Two Welsh local authorities have agreed a deal with an energy-from-waste (EfW) company to build a 1.5MW anaerobic digestion (AD) plant.
Kelda Organic Energy has signed a £20m contract with City of Cardiff and Vale of Glamorgan councils, and will develop the AD plant in Tremorfa.
The 35,000 tonnes a year capacity energy from food waste plant is expected to be fully operational in 2016.
The company will also take over a 38,000 tonnes a year open windrow composting facility for garden waste near Lamby Way in Rumney, which City of Cardiff already owns.
Kelda business commercial director Tom Hall said: “When constructed, the two facilities will treat the councils’ food and green waste, generating renewable energy and a sustainable fertiliser recycled to local agriculture.”

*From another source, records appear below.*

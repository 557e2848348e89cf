use std::collections::HashMap;

use chrono::{DateTime, Utc};
use serde_json::Value;

use taskgraph_core::types::{RunId, WorkflowStatus};

use crate::condition::Context;
use crate::handle::WorkflowHandle;

/// Run-scoped state shared between steps.
///
/// Holds every recorded step result (keyed by step id) and the session state
/// seeded from the caller's initial parameters. The runner is the only
/// writer; handlers get read access.
#[derive(Debug, Clone)]
pub struct ExecutionContext {
    run_id: RunId,
    results: HashMap<String, Value>,
    session_state: HashMap<String, Value>,
    handle: WorkflowHandle,
    started_at: Option<DateTime<Utc>>,
    ended_at: Option<DateTime<Utc>>,
}

impl ExecutionContext {
    pub fn new(handle: WorkflowHandle) -> Self {
        Self {
            run_id: RunId::new(),
            results: HashMap::new(),
            session_state: HashMap::new(),
            handle,
            started_at: None,
            ended_at: None,
        }
    }

    /// Seed session state from initial parameters.
    pub fn seed(&mut self, params: HashMap<String, Value>) {
        self.session_state.extend(params);
    }

    pub fn run_id(&self) -> &RunId {
        &self.run_id
    }

    pub fn status(&self) -> WorkflowStatus {
        self.handle.status()
    }

    /// Record a step's result.
    pub fn record(&mut self, step_id: impl Into<String>, result: Value) {
        self.results.insert(step_id.into(), result);
    }

    pub fn result(&self, step_id: &str) -> Option<&Value> {
        self.results.get(step_id)
    }

    pub fn results(&self) -> &HashMap<String, Value> {
        &self.results
    }

    pub fn session_state(&self) -> &HashMap<String, Value> {
        &self.session_state
    }

    /// Session-state keys in sorted order.
    pub fn session_state_keys(&self) -> Vec<String> {
        let mut keys: Vec<String> = self.session_state.keys().cloned().collect();
        keys.sort();
        keys
    }

    /// Flat view used for entry conditions.
    ///
    /// Session state overrides a step result with the same key, and
    /// `workflow_status` overrides both.
    pub fn condition_context(&self) -> Context {
        let mut ctx: Context = self.results.clone();
        ctx.extend(self.session_state.clone());
        ctx.insert(
            "workflow_status".into(),
            Value::String(self.status().as_str().to_string()),
        );
        ctx
    }

    /// Snapshot handed to a condition step.
    pub fn snapshot_for(&self, step_id: &str) -> Context {
        let mut ctx = self.condition_context();
        ctx.insert("current_step_id".into(), Value::String(step_id.to_string()));
        ctx
    }

    /// Prefix a task with the context values named by `input_keys`.
    pub fn render_task(&self, task: &str, input_keys: &[String]) -> String {
        if input_keys.is_empty() {
            return task.to_string();
        }

        let ctx = self.condition_context();
        let mut prompt = String::from("## Context Data\n\n");
        for key in input_keys {
            if let Some(value) = ctx.get(key) {
                let display = match value {
                    Value::String(s) => s.clone(),
                    other => other.to_string(),
                };
                prompt.push_str(&format!("**{}**: {}\n", key, display));
            }
        }
        prompt.push_str("\n---\n\n");
        prompt.push_str(task);
        prompt
    }

    pub(crate) fn start(&mut self) {
        self.started_at = Some(Utc::now());
        self.ended_at = None;
    }

    pub(crate) fn finish(&mut self) {
        self.ended_at = Some(Utc::now());
    }

    pub fn started_at(&self) -> Option<DateTime<Utc>> {
        self.started_at
    }

    pub fn ended_at(&self) -> Option<DateTime<Utc>> {
        self.ended_at
    }

    /// Wall time of the run so far, or of the whole run once it ended.
    pub fn elapsed_ms(&self) -> u64 {
        match self.started_at {
            Some(start) => {
                let end = self.ended_at.unwrap_or_else(Utc::now);
                (end - start).num_milliseconds().max(0) as u64
            }
            None => 0,
        }
    }
}
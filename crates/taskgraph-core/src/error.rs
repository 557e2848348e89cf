use thiserror::Error;

#[derive(Debug, Error)]
pub enum TaskgraphError {
    // Definition errors
    #[error("Step not found: {0}")]
    StepNotFound(String),

    #[error("Duplicate step id: {0}")]
    DuplicateStepId(String),

    #[error("Unsupported step type: {0}")]
    UnsupportedStepType(String),

    #[error("Invalid config for step {step}: {message}")]
    InvalidStepConfig { step: String, message: String },

    // Integration errors
    #[error("Unsupported integration type: {0}")]
    UnsupportedIntegrationType(String),

    #[error("Unsupported operation: {0}")]
    UnsupportedOperation(String),

    #[error("Integration failed: {integration}: {message}")]
    IntegrationFailure { integration: String, message: String },

    // Condition errors
    #[error("Cannot compare field '{field}': {message}")]
    CoercionFailure { field: String, message: String },

    // Agent / team errors
    #[error("Capability '{name}' failed: {message}")]
    Capability { name: String, message: String },

    // Control errors
    #[error("Cannot {action} workflow while {from}")]
    InvalidTransition { from: String, action: String },

    // Config errors
    #[error("Config error: {0}")]
    Config(String),

    #[error("Config file not found: {0}")]
    ConfigNotFound(String),

    // I/O errors
    #[error("I/O error: {0}")]
    Io(#[from] std::io::Error),

    // JSON errors
    #[error("JSON error: {0}")]
    Json(#[from] serde_json::Error),
}

pub type Result<T> = std::result::Result<T, TaskgraphError>;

City of Cardiff’s household food scraps are currently sent 50 miles away to be processed by an in-vessel composting plant in Sharpness, Gloucestershire.
The council said the Cardiff Organic Waste Treatment Project contract awarded to Kelda will help it meet the Welsh Government’s statutory recycling targets of 64% by 2020 and 70% by 2025.
Local Splott and Tremorfa Labour councillors had previously expressed concerns about the increased traffic caused by the scheme, but did not submit formal objections.
Kelda was chosen as preferred bidder for the site over Agrivert, GENeco and Shanks.
A City of Cardiff Council spokesperson said: “This contract reinforces our commitment to meet the statutory Welsh Government targets as we work towards their zero waste goal for 2050.”
As recently reported in MRW, a NNFCC report found that 50 AD plants had been commissioned in the UK this past year with 204 initiated.
Overall there are believed to be 500 plants at some stage of development in this country, indicating that the AD business is booming.